- [Provided entries]:
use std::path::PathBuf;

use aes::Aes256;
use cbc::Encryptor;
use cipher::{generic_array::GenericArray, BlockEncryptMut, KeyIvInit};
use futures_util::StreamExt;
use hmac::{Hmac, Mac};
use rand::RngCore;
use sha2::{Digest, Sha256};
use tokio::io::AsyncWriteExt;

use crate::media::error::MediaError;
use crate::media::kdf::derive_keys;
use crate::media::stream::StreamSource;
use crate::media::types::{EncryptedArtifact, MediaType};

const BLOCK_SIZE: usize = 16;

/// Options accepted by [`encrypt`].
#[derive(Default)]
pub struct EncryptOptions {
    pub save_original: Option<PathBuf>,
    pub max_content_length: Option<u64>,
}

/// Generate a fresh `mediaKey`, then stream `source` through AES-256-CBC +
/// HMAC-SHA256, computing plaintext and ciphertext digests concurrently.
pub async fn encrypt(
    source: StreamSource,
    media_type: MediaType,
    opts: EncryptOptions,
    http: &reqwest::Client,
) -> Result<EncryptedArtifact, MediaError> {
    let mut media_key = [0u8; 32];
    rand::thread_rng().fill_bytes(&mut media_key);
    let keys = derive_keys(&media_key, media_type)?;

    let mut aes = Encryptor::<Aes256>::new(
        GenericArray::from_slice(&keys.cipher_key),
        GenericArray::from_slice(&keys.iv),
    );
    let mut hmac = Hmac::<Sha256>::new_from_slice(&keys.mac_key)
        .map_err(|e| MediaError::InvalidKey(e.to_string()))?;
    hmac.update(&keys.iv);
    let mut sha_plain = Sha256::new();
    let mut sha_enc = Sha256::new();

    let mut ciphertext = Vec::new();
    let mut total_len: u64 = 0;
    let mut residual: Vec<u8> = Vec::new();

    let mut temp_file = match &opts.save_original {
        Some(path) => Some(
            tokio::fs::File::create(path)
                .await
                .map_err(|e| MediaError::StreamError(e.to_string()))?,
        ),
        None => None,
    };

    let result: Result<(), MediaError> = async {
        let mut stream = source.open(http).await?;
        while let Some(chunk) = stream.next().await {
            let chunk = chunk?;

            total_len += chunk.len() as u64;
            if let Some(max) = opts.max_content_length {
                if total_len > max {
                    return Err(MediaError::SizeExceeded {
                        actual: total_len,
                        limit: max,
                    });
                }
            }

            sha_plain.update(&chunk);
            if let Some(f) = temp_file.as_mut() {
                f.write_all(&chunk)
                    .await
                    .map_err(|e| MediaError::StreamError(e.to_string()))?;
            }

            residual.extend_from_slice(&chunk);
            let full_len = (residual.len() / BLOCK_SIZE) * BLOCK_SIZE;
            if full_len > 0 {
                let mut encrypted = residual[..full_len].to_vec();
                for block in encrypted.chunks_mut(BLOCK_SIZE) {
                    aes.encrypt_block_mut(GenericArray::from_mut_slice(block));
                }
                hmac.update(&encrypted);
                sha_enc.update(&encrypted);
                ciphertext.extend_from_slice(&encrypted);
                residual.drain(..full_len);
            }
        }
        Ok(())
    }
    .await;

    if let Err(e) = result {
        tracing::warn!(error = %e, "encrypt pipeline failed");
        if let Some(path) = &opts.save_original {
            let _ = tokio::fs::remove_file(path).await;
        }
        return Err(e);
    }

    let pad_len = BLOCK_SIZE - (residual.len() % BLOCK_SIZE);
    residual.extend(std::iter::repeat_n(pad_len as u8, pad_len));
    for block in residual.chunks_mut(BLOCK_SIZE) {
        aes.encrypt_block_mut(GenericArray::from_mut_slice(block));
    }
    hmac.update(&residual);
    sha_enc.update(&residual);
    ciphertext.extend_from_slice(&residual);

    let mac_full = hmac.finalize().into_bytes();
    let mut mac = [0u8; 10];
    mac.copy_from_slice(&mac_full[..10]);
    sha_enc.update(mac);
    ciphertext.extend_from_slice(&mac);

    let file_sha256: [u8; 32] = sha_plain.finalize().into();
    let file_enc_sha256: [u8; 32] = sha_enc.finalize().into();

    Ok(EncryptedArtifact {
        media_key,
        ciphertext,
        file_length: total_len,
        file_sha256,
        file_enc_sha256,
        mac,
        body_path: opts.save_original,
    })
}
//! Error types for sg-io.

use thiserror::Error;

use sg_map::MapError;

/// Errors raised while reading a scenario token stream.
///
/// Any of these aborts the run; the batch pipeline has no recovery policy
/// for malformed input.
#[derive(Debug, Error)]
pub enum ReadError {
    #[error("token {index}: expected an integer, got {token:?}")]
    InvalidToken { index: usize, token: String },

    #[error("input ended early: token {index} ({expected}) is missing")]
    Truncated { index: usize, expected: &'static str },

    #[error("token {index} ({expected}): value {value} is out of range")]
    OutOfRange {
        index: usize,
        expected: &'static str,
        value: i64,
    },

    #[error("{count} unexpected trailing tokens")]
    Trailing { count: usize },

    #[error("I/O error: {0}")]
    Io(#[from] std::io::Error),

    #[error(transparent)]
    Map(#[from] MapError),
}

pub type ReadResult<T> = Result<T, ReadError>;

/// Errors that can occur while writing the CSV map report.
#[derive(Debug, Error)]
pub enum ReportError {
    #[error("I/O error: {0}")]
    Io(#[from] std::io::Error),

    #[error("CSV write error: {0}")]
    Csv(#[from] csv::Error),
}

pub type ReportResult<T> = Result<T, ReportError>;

- [Required work]:
Read the data above and count the lines that include "enum". Answer only with the count.

- [Output]:
2